When devastating technologies become cheap and ubiquitous we must redress the social discontent that makes their misuse seem justifiable to more people than we can ever hope to manage or police. Since we cannot hope to halt the development of all the cheap, disastrously weaponizable technologies on the horizon, nor can we hope to perfectly control their every use, Lessig suggests that "perhaps the rational response is to reduce the incentives to attack.maybe we should focus on ways to eliminate the reasons to annihilate us." Fantasies of an absolute control over these technologies, or of an absolute control through technology (SDI and its epigones, anyone?), are sure to exacerbate the very discontent that will make their misuse more widespread.

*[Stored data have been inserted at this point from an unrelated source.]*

//! Primitive adapter.
//!
//! Wraps the asymmetric, symmetric and integrity-tag operations behind
//! fixed-size, fixed-semantics functions. No protocol logic lives here.
//!
//! The production suite ([`StandardPrimitives`]):
//!
//! - Asymmetric: RSA with OAEP(SHA-256) padding
//! - Symmetric: AES-256-CBC with PKCS#7 padding, random 16-byte IV prepended
//! - Integrity: HMAC-SHA-256, compared in constant time
//!
//! The session key is never used directly by a cipher: encryption and MAC
//! subkeys are derived from it with HKDF-SHA-256 under distinct labels.

use std::fmt;

use aes::cipher::{block_padding::Pkcs7, BlockDecryptMut, BlockEncryptMut, KeyIvInit};
use hkdf::Hkdf;
use hmac::{Hmac, Mac};
use rand::rngs::OsRng;
use rand::RngCore;
use rsa::pkcs1::{
    DecodeRsaPrivateKey, DecodeRsaPublicKey, EncodeRsaPrivateKey, EncodeRsaPublicKey, LineEnding,
};
use rsa::traits::PublicKeyParts;
use rsa::{Oaep, RsaPrivateKey, RsaPublicKey};
use sha2::{Digest, Sha256};
use subtle::ConstantTimeEq;
use zeroize::{Zeroize, ZeroizeOnDrop, Zeroizing};

use crate::error::CryptoError;
use crate::frame::{Tag, TAG_LEN};

/// Session key length in bytes.
pub const SESSION_KEY_LEN: usize = 32;

/// AES block and IV size.
pub const IV_LEN: usize = 16;

/// Default RSA modulus size for a server identity.
pub const DEFAULT_KEY_BITS: usize = 2048;

/// Smallest RSA modulus accepted for generation.
pub const MIN_KEY_BITS: usize = 1024;

/// OAEP(SHA-256) overhead: two digests plus two bytes.
const OAEP_OVERHEAD: usize = 2 * 32 + 2;

const ENC_LABEL: &[u8] = b"vaultwire/v1 enc";
const MAC_LABEL: &[u8] = b"vaultwire/v1 mac";

type Aes256CbcEnc = cbc::Encryptor<aes::Aes256>;
type Aes256CbcDec = cbc::Decryptor<aes::Aes256>;
type HmacSha256 = Hmac<Sha256>;

/// Symmetric session key.
///
/// Fresh per connection. Never persisted, never logged. Zeroized on drop.
#[derive(Zeroize, ZeroizeOnDrop)]
pub struct SessionKey([u8; SESSION_KEY_LEN]);

impl SessionKey {
    /// Generate a new random key from the OS CSPRNG.
    pub fn generate() -> Self {
        let mut key = [0u8; SESSION_KEY_LEN];
        OsRng.fill_bytes(&mut key);
        Self(key)
    }

    /// Wrap existing key bytes.
    pub fn from_bytes(bytes: [u8; SESSION_KEY_LEN]) -> Self {
        Self(bytes)
    }

    /// Parse a key recovered from the key exchange.
    ///
    /// # Errors
    ///
    /// Returns `InvalidKey` unless `bytes` is exactly [`SESSION_KEY_LEN`] long.
    pub fn from_slice(bytes: &[u8]) -> Result<Self, CryptoError> {
        let mut key = [0u8; SESSION_KEY_LEN];
        if bytes.len() != SESSION_KEY_LEN {
            return Err(CryptoError::InvalidKey);
        }
        key.copy_from_slice(bytes);
        Ok(Self(key))
    }

    /// Raw key bytes, for [`Primitives`] implementations only.
    pub fn as_bytes(&self) -> &[u8; SESSION_KEY_LEN] {
        &self.0
    }
}

impl fmt::Debug for SessionKey {
    fn fmt(&self, f: &mut fmt::Formatter<'_>) -> fmt::Result {
        f.write_str("SessionKey(..)")
    }
}

/// RSA public key with its fixed wire encoding (PKCS#1 DER).
#[derive(Clone, PartialEq, Eq)]
pub struct PublicKey {
    inner: RsaPublicKey,
    der: Vec<u8>,
}

impl PublicKey {
    fn from_rsa(inner: RsaPublicKey) -> Result<Self, CryptoError> {
        let der = inner
            .to_pkcs1_der()
            .map_err(|_| CryptoError::InvalidKey)?
            .as_bytes()
            .to_vec();
        Ok(Self { inner, der })
    }

    /// Parse a public key from its wire encoding.
    pub fn from_der(der: &[u8]) -> Result<Self, CryptoError> {
        let inner = RsaPublicKey::from_pkcs1_der(der).map_err(|_| CryptoError::InvalidKey)?;
        Ok(Self {
            inner,
            der: der.to_vec(),
        })
    }

    /// Wire encoding (PKCS#1 DER).
    pub fn to_der(&self) -> &[u8] {
        &self.der
    }

    /// Largest plaintext this key can encrypt in one OAEP block.
    pub fn capacity(&self) -> usize {
        self.inner.size().saturating_sub(OAEP_OVERHEAD)
    }

    /// Short fingerprint for out-of-band verification.
    ///
    /// First 8 bytes of SHA-256 over the DER encoding, as 16 hex characters.
    pub fn fingerprint(&self) -> String {
        let digest = Sha256::digest(&self.der);
        hex::encode(&digest[..8])
    }
}

impl fmt::Debug for PublicKey {
    fn fmt(&self, f: &mut fmt::Formatter<'_>) -> fmt::Result {
        f.debug_tuple("PublicKey").field(&self.fingerprint()).finish()
    }
}

/// Server identity keypair.
///
/// The private half never leaves this struct; `RsaPrivateKey` zeroizes its
/// own limbs on drop.
pub struct KeyPair {
    private: RsaPrivateKey,
    public: PublicKey,
}

impl KeyPair {
    /// Generate a new keypair with a modulus of `bits` bits.
    ///
    /// # Errors
    ///
    /// `KeyGeneration` if `bits` is below [`MIN_KEY_BITS`] or generation fails.
    pub fn generate(bits: usize) -> Result<Self, CryptoError> {
        if bits < MIN_KEY_BITS {
            return Err(CryptoError::KeyGeneration);
        }
        let private = RsaPrivateKey::new(&mut OsRng, bits).map_err(|_| CryptoError::KeyGeneration)?;
        Self::from_private(private)
    }

    fn from_private(private: RsaPrivateKey) -> Result<Self, CryptoError> {
        let public = PublicKey::from_rsa(RsaPublicKey::from(&private))?;
        Ok(Self { private, public })
    }

    /// Load a keypair from a PKCS#1 PEM private key.
    pub fn from_pem(pem: &str) -> Result<Self, CryptoError> {
        let private = RsaPrivateKey::from_pkcs1_pem(pem).map_err(|_| CryptoError::InvalidKey)?;
        Self::from_private(private)
    }

    /// Export the private key as PKCS#1 PEM.
    pub fn to_pem(&self) -> Result<Zeroizing<String>, CryptoError> {
        self.private
            .to_pkcs1_pem(LineEnding::LF)
            .map_err(|_| CryptoError::InvalidKey)
    }

    /// Public half.
    pub fn public_key(&self) -> &PublicKey {
        &self.public
    }
}

impl fmt::Debug for KeyPair {
    fn fmt(&self, f: &mut fmt::Formatter<'_>) -> fmt::Result {
        f.debug_struct("KeyPair")
            .field("public", &self.public)
            .finish_non_exhaustive()
    }
}

/// Compare two tags in constant time.
pub fn tags_equal(expected: &[u8], actual: &[u8]) -> bool {
    expected.len() == actual.len() && bool::from(expected.ct_eq(actual))
}

/// Cryptographic operations used by the handshake and the session.
///
/// Implementations must be pure with respect to their inputs, apart from
/// drawing randomness. Swapping the implementation lets the protocol layers
/// be tested against deterministic stand-ins.
pub trait Primitives {
    /// Encrypt `plaintext` under `public_key`.
    ///
    /// Fails with `InputTooLarge` if the plaintext exceeds the key capacity.
    fn asymmetric_encrypt(
        &self,
        public_key: &PublicKey,
        plaintext: &[u8],
    ) -> Result<Vec<u8>, CryptoError>;

    /// Decrypt `ciphertext` with the private half of `keypair`.
    ///
    /// Fails with `Decryption` on invalid padding or the wrong key.
    fn asymmetric_decrypt(
        &self,
        keypair: &KeyPair,
        ciphertext: &[u8],
    ) -> Result<Zeroizing<Vec<u8>>, CryptoError>;

    /// Encrypt `plaintext` under the session key.
    fn symmetric_encrypt(&self, key: &SessionKey, plaintext: &[u8]) -> Result<Vec<u8>, CryptoError>;

    /// Decrypt `ciphertext` under the session key.
    ///
    /// Fails with `Decryption` on malformed length or padding.
    fn symmetric_decrypt(
        &self,
        key: &SessionKey,
        ciphertext: &[u8],
    ) -> Result<Zeroizing<Vec<u8>>, CryptoError>;

    /// Keyed integrity tag over `data`.
    fn integrity_tag(&self, key: &SessionKey, data: &[u8]) -> Result<Tag, CryptoError>;

    /// Unkeyed digest tag, for frames sent before or without a session key.
    fn digest_tag(&self, data: &[u8]) -> Tag {
        let mut tag = [0u8; TAG_LEN];
        tag.copy_from_slice(&Sha256::digest(data));
        tag
    }

    /// Verify a keyed tag in constant time.
    fn verify_tag(&self, key: &SessionKey, data: &[u8], tag: &[u8]) -> bool {
        match self.integrity_tag(key, data) {
            Ok(expected) => tags_equal(&expected, tag),
            Err(_) => false,
        }
    }

    /// Draw a fresh session key.
    fn generate_session_key(&self) -> SessionKey {
        SessionKey::generate()
    }
}

/// RSA-OAEP / AES-256-CBC / HMAC-SHA-256.
#[derive(Debug, Clone, Copy, Default)]
pub struct StandardPrimitives;

impl StandardPrimitives {
    fn subkey(key: &SessionKey, label: &[u8]) -> Result<Zeroizing<[u8; 32]>, CryptoError> {
        let hk = Hkdf::<Sha256>::new(None, key.as_bytes());
        let mut okm = Zeroizing::new([0u8; 32]);
        hk.expand(label, &mut okm[..])
            .map_err(|_| CryptoError::InvalidKey)?;
        Ok(okm)
    }
}

impl Primitives for StandardPrimitives {
    fn asymmetric_encrypt(
        &self,
        public_key: &PublicKey,
        plaintext: &[u8],
    ) -> Result<Vec<u8>, CryptoError> {
        if plaintext.len() > public_key.capacity() {
            return Err(CryptoError::InputTooLarge);
        }
        public_key
            .inner
            .encrypt(&mut OsRng, Oaep::new::<Sha256>(), plaintext)
            .map_err(|_| CryptoError::Encryption)
    }

    fn asymmetric_decrypt(
        &self,
        keypair: &KeyPair,
        ciphertext: &[u8],
    ) -> Result<Zeroizing<Vec<u8>>, CryptoError> {
        keypair
            .private
            .decrypt(Oaep::new::<Sha256>(), ciphertext)
            .map(Zeroizing::new)
            .map_err(|_| CryptoError::Decryption)
    }

    fn symmetric_encrypt(
        &self,
        key: &SessionKey,
        plaintext: &[u8],
    ) -> Result<Vec<u8>, CryptoError> {
        let enc_key = Self::subkey(key, ENC_LABEL)?;
        let mut iv = [0u8; IV_LEN];
        OsRng.fill_bytes(&mut iv);

        let cipher = Aes256CbcEnc::new_from_slices(&enc_key[..], &iv)
            .map_err(|_| CryptoError::Encryption)?;
        let body = cipher.encrypt_padded_vec_mut::<Pkcs7>(plaintext);

        let mut out = Vec::with_capacity(IV_LEN + body.len());
        out.extend_from_slice(&iv);
        out.extend_from_slice(&body);
        Ok(out)
    }

    fn symmetric_decrypt(
        &self,
        key: &SessionKey,
        ciphertext: &[u8],
    ) -> Result<Zeroizing<Vec<u8>>, CryptoError> {
        // IV plus at least one block, whole blocks only
        if ciphertext.len() < 2 * IV_LEN || ciphertext.len() % IV_LEN != 0 {
            return Err(CryptoError::Decryption);
        }
        let (iv, body) = ciphertext.split_at(IV_LEN);

        let enc_key = Self::subkey(key, ENC_LABEL)?;
        let cipher = Aes256CbcDec::new_from_slices(&enc_key[..], iv)
            .map_err(|_| CryptoError::Decryption)?;
        cipher
            .decrypt_padded_vec_mut::<Pkcs7>(body)
            .map(Zeroizing::new)
            .map_err(|_| CryptoError::Decryption)
    }

    fn integrity_tag(&self, key: &SessionKey, data: &[u8]) -> Result<Tag, CryptoError> {
        let mac_key = Self::subkey(key, MAC_LABEL)?;
        let mut mac = <HmacSha256 as Mac>::new_from_slice(&mac_key[..])
            .map_err(|_| CryptoError::InvalidKey)?;
        mac.update(data);

        let mut tag = [0u8; TAG_LEN];
        tag.copy_from_slice(&mac.finalize().into_bytes());
        Ok(tag)
    }
}

#[cfg(test)]
pub(crate) mod test_keys {
    use std::sync::{Arc, OnceLock};

    use super::KeyPair;

    // Small moduli keep debug-mode test runs fast; both still fit a 32-byte
    // session key under OAEP(SHA-256).
    pub(crate) fn shared_server() -> Arc<KeyPair> {
        static KEY: OnceLock<Arc<KeyPair>> = OnceLock::new();
        KEY.get_or_init(|| Arc::new(KeyPair::generate(1024).unwrap())).clone()
    }

    pub(crate) fn shared_other() -> Arc<KeyPair> {
        static KEY: OnceLock<Arc<KeyPair>> = OnceLock::new();
        KEY.get_or_init(|| Arc::new(KeyPair::generate(1024).unwrap())).clone()
    }

    pub(crate) fn server() -> &'static KeyPair {
        static KEY: OnceLock<Arc<KeyPair>> = OnceLock::new();
        KEY.get_or_init(shared_server)
    }

    pub(crate) fn other() -> &'static KeyPair {
        static KEY: OnceLock<Arc<KeyPair>> = OnceLock::new();
        KEY.get_or_init(shared_other)
    }
}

Anticipating the inevitable objection, Lessig is quick to point out that "[c]razies, of course, can't be reasoned with. But we can reduce the incentives to become a crazy. We could reduce the reasonableness—from a certain perspective—for finding ways to destroy us." Criminals, fanatics and madmen are in fact a manageable minority in any culture (racist know-nothing slogans about a so-called "Clash of Civilizations" certainly notwithstanding), and although there is no question that Lessig's "Insanely Destructive Devices" could still do irreparable harm in their hands, it is profoundly misleading to focus on the threats posed by crazy and criminal minorities when it is as often as not the exploitation of legitimate social discontent that makes it possible for lone gunmen to recruit armies to their "causes."

Lessig concludes that "[t]here's a logic to P2P threats that we as a society don't yet get. Like the record companies against the Internet, our first response is war. But like the record companies, that response will be either futile or self-destructive. If you can't control the supply of IDDs, then the right response is to reduce the demand for IDDs.[Instead, America's] present course of unilateral cowboyism will continue to produce generations of angry souls seeking revenge on us."

For generations, progressives have sought to ameliorate the suffering of the wretched of the Earth. We have struggled to diminish poverty, widen the franchise and ensure through education and shared prosperity that more and more people (though still obscenely too few people) have a personal stake as citizens in their societies. We have fought for these things because we have been moved by the tragedy of avoidable suffering, and by the unspeakable waste of intelligence, creativity and pleasure that is denied us all when any human being is oppressed into silence by poverty or tyranny.

The emerging threat of cheap and ubiquitous, massively destructive technologies provides a new reason to redress social injustice and the discontent it inspires (for those of you who needed another reason): The existence of injustice anywhere might soon threaten you quite literally, and needlessly, with destruction.